| Le pêle-mêle d'obstétrique |
LA CRISE D'ÉCLAMPSIE Pendant la grossesse, on sait maintenant qu'il faut certes manger pour deux, ce qui ne veut pas dire manger comme deux. Il en était autrement dans la bourgeoisie d'autrefois où ni le chien, ni le maître, ni la future mère ne devaient suggérer qu'on lésinait sur la nourriture. Une prise de poids, brutale, surprenante par son importance ne surprenaient point. Diagnostic Vous voulez être utiles à une de vos jeunes amies ? Retenez ceci :
à la fin du deuxième trimestre de sa grossesse, votre voisine, jusque
là souple et encore svelte vous apparaît brusquement la silhouette
épaissie et la face aux traits plus lourds, les lèvres épaisses, les
paupières gonflées.
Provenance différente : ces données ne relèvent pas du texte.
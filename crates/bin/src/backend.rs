//! Backend creation and persistence for a CLI invocation.

use std::path::PathBuf;
use std::sync::Arc;

use vitrine::{
    ExhibitStore,
    backend::database::InMemory,
    store::{ConcurrencyMode, StoreConfig},
};

use crate::cli::StoreArgs;

/// The store a command runs against, bound to the file it was loaded from.
pub struct Workspace {
    pub store: ExhibitStore,
    backend: Arc<InMemory>,
    data_file: PathBuf,
}

impl Workspace {
    /// Loads every collection from the data file, starting empty if the file
    /// does not exist yet.
    pub async fn open(args: &StoreArgs) -> Result<Self, Box<dyn std::error::Error>> {
        tracing::debug!("Loading collections from {}", args.data_file.display());
        let backend = Arc::new(InMemory::load_from_file(&args.data_file).await?);

        let concurrency = if args.optimistic {
            ConcurrencyMode::Optimistic
        } else {
            ConcurrencyMode::LastWriteWins
        };
        let config = StoreConfig::default()
            .with_scan_limit(args.scan_limit)
            .with_concurrency(concurrency);
        let store = ExhibitStore::with_config(backend.clone(), config);

        Ok(Self {
            store,
            backend,
            data_file: args.data_file.clone(),
        })
    }

    /// Writes every collection back to the data file.
    pub async fn save(&self) -> Result<(), Box<dyn std::error::Error>> {
        if let Some(dir) = self.data_file.parent()
            && !dir.as_os_str().is_empty()
        {
            tokio::fs::create_dir_all(dir).await?;
        }
        self.backend.save_to_file(&self.data_file).await?;
        tracing::debug!("Saved collections to {}", self.data_file.display());
        Ok(())
    }
}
Elle peut porter des urines chez son pharmacien. En voyant son visage, il y a fort à parier qu'il fera d'urgence la recherche de l'albumine. Il en trouvera : l'albuminurie commande l'hospitalisation immédiate. Traitement Prescriptions médicales : Faire baisser la pression artérielle, dans les reins (albumine
!),dans le cerveau (éviter les crises convulsives !), sans diminuer la
quantité déjà trop réduite de sang apporté à l'enfant au travers
d'un placenta aux artères de diamètre déjà réduit : C'est difficile
et aléatoire, en tous cas passager. Au péril maternel s'ajoute un
péril fœtal ! Décision obstétricale : Si l'utérus est évacué, la réanimation correcte, les atteintes
réversibles, deux jours après, la reprise de la sécrétion urinaire
affirme l'issue maternelle heureuse. Toutes les fois que l'enfant est
vivant et viable, la naissance est décidée. Le pronostic immédiat est rapidement connu : La mort, en crise, est
exceptionnelle, les troubles psychiques définitifs de plus en plus
rares. A long terme, il faut savoir que la récidive est exceptionnelle, sauf si la jeune femme choisit un nouveau père (ce qui arrive de plus en plus souvent, constatation anecdotique). Ce phénomène, bien connu actuellement oriente les recherches dans la voie de l'absence d'immunisation (qui serait acquise par cette première grossesse, vis à vis du procréateur, interprétation scientifique).